Présidentielle à Madagascar: les candidats veulent convaincre les indécis

Un habitant d’Antananarivo observe les titres de la presse, le 6 novembre dernier. La clé pour les deux finalistes: obtenir le vote des indécis.

Antananarivo, AP- A Madagascar, le second tour du scrutin se déroulera le 19 décembre 2018. Andry Rajoelina est arrivé en tête du premier tour le mercredi 7 novembre dernier avec 39,23% des suffrages, devant Marc Ravalomanana (35,35%). Moins de 4% séparent les deux candidats. Le taux de participation le 7 novembre a été de presque 54%. Si les candidats se sont malmenés verbalement, il n’y a pas eu d’incidents. Le président sortant Hery Rajaonarimanpianina avec ses 8,8% de suffrages peut faire la pluie et le beau temps. Mais aussi tout comme la trentaine d’autres candicats recalés qui pèsent presque 13%.

Deux grandes inconnues pour le 19 décembre. La première : quel sera l’écart de voix entre Marc Ravalomanana et Andry Rajoelina ? Les Malgaches espèrent qu’un écart franc, sans contestation possible, séparera les deux hommes. Sinon la Grande Ile retomberait dans une crise politique profonde.

La deuxième : quel sera le taux de participation ? Moins des 54% du premier tour serait un mauvais signal. Si Marc Ravalomana est arrivé en tête dans la capitale, il va centrer sa campagne sur les régions où son score a été médiocre, comme le sud de l’île.

La clef : se mettre dans la poche les grands leaders locaux. C’est le temps des promesses et du marchandage. Ravalomana ne manque pas d’argent, sachant qu’il ne pouvait être élu dès le premier tour il a été économe. Rajoelina, lui, a été plus dépensier pour le 7 novembre mais l’homme est riche. Dès aujourd’hui il va battre campagne dans la banlieue de Tana. L’objectif : se donner une image plus proche des habitants des hauts plateaux. Là où Ravalomana avec un malgache moins élaboré apparait plus proche de l’homme de la rue.

Maintenant les reports de voix : un Hery Rajaonarimampianina ne donne pas officiellement de consignes. Par crainte de pas être suivi, assure-t-on. Pour la trentaine des autres candidats recalés, leurs annonces peuvent changer jusqu’au dernier jour de campagne.

Du riz et de la sécurité : « on sait qu’on n’aura rien de tout cela »

« Convaincre les indécis et les abstentionnistes. » Cette expression qui revient dans la bouche des deux candidats depuis leur qualification pour le 2e tour peine à atteindre les habitants de Manarintsoa Atsinanana, quartier pauvre de la capitale.
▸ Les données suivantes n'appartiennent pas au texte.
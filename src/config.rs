//! Runtime configuration read from environment variables.

use crate::error::AppError;
use crate::services::scheduler::SchedulerConfig;
use std::path::PathBuf;
use std::time::Duration;

/// Default HTTP port.
pub const DEFAULT_PORT: u16 = 8080;

const DEFAULT_USER_INTERVAL: &str = "6h";
const DEFAULT_ITEM_INTERVAL: &str = "5m";

/// Service configuration, read once at startup.
#[derive(Debug, Clone)]
pub struct Config {
    pub meili_host: String,
    pub meili_master_key: String,
    pub gitlab_api_key: String,
    pub gitlab_instance_url: String,
    /// Groups to mirror, in configuration order.
    pub group_ids: Vec<i64>,
    pub user_update_interval: Duration,
    pub item_update_interval: Duration,
    pub port: u16,
    /// Built frontend to serve next to the API, if any.
    pub frontend_dist: Option<PathBuf>,
}

impl Config {
    /// Read the configuration from the process environment.
    pub fn from_env() -> Result<Self, AppError> {
        Self::from_lookup(|key| std::env::var(key).ok())
    }

    /// Read the configuration through `lookup`, which returns a variable's value.
    ///
    /// Variables set to an empty value count as unset.
    pub fn from_lookup(lookup: impl Fn(&str) -> Option<String>) -> Result<Self, AppError> {
        let optional = |key: &str| lookup(key).filter(|value| !value.trim().is_empty());
        let required = |key: &str| {
            optional(key).ok_or_else(|| {
                AppError::invalid_input_field(format!("Missing environment variable {}", key), key)
            })
        };

        let port = match optional("PORT") {
            Some(value) => value.trim().parse::<u16>().map_err(|e| {
                AppError::invalid_input_field(format!("PORT is not a valid port: {}", e), "PORT")
            })?,
            None => DEFAULT_PORT,
        };

        Ok(Self {
            meili_host: required("MEILI_HOST")?,
            meili_master_key: required("MEILI_MASTER_KEY")?,
            gitlab_api_key: required("GITLAB_API_KEY")?,
            gitlab_instance_url: required("GITLAB_INSTANCE_URL")?,
            group_ids: parse_group_ids(&required("GITLAB_GROUP_IDS")?)?,
            user_update_interval: parse_interval(
                "USER_UPDATE_INTERVAL",
                optional("USER_UPDATE_INTERVAL").as_deref().unwrap_or(DEFAULT_USER_INTERVAL),
            )?,
            item_update_interval: parse_interval(
                "ITEM_UPDATE_INTERVAL",
                optional("ITEM_UPDATE_INTERVAL").as_deref().unwrap_or(DEFAULT_ITEM_INTERVAL),
            )?,
            port,
            frontend_dist: optional("FRONTEND_DIST").map(PathBuf::from),
        })
    }

    pub fn scheduler(&self) -> SchedulerConfig {
        SchedulerConfig {
            user_interval: self.user_update_interval,
            item_interval: self.item_update_interval,
        }
    }
}

/// Parse a comma separated list of group IDs.
fn parse_group_ids(value: &str) -> Result<Vec<i64>, AppError> {
    value
        .split(',')
        .map(str::trim)
        .filter(|part| !part.is_empty())
        .map(|part| {
            part.parse::<i64>().map_err(|_| {
                AppError::invalid_input_field(
                    format!("Group ID {:?} is not a number", part),
                    "GITLAB_GROUP_IDS",
                )
            })
        })
        .collect::<Result<Vec<_>, _>>()
        .and_then(|ids| {
            if ids.is_empty() {
                Err(AppError::invalid_input_field(
                    "No group IDs configured",
                    "GITLAB_GROUP_IDS",
                ))
            } else {
                Ok(ids)
            }
        })
}

/// Parse a human-readable interval such as `5m` or `6h`.
fn parse_interval(key: &str, value: &str) -> Result<Duration, AppError> {
    let interval = humantime::parse_duration(value.trim()).map_err(|e| {
        AppError::invalid_input_field(format!("{} is not a valid duration: {}", key, e), key)
    })?;

    if interval.is_zero() {
        return Err(AppError::invalid_input_field(
            format!("{} must be greater than zero", key),
            key,
        ));
    }
    Ok(interval)
}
Tatiana vit avec ses quatre enfants dans une petite habitation faite de taules et de planches de bois… innondée par la pluie qui tombe presque tous les jours à cette période de l’année.

« Je fais partie des personnes qu’ils ne convaincront jamais parce que ce soit Marc Ravalomanana ou Andry Rajoelina, ils ne mettront jamais à manger dans mon assiette, lâche-t-elle. Ils ne se rendent pas compte de la pauvreté des Malgaches. Je n’ai pas d’espoir car ils étaient nombreux à faire des promesses mais c’est toujours pareil. Peu importe qui est élu. On en n’a rien à faire. Nous nous débrouillons seuls. Je ne vais pas les écouter pendant la campagne parce qu’ils ne font que donner de faux espoirs. »

A quelques mètres de là, Joseph vend du charbon. Lui non plus ne veut pas voter : « Comment me convaincre ? Tout ce dont j’ai besoin c’est de vivre en sécurité et que le prix du riz soit abordable. C ‘est très difficile d’avoir de l’espoir quand on sait qu’on n’aura rien de tout cela. »

Quant à Ninah, elle fait partie de ceux qui hésitent à se déplacer le 19 décembre. « Il se peut que je n’aille pas voter. Je réfléchis encore  parce que le candidat auquel je pense a certaines qualités mais il a aussi des défauts. Ces deux candidats ont déjà été au pouvoir donc on sait comment ils sont. »

Face à tous ces témoignages d’incertitude, l’enjeu reste la crédibilité du scrutin.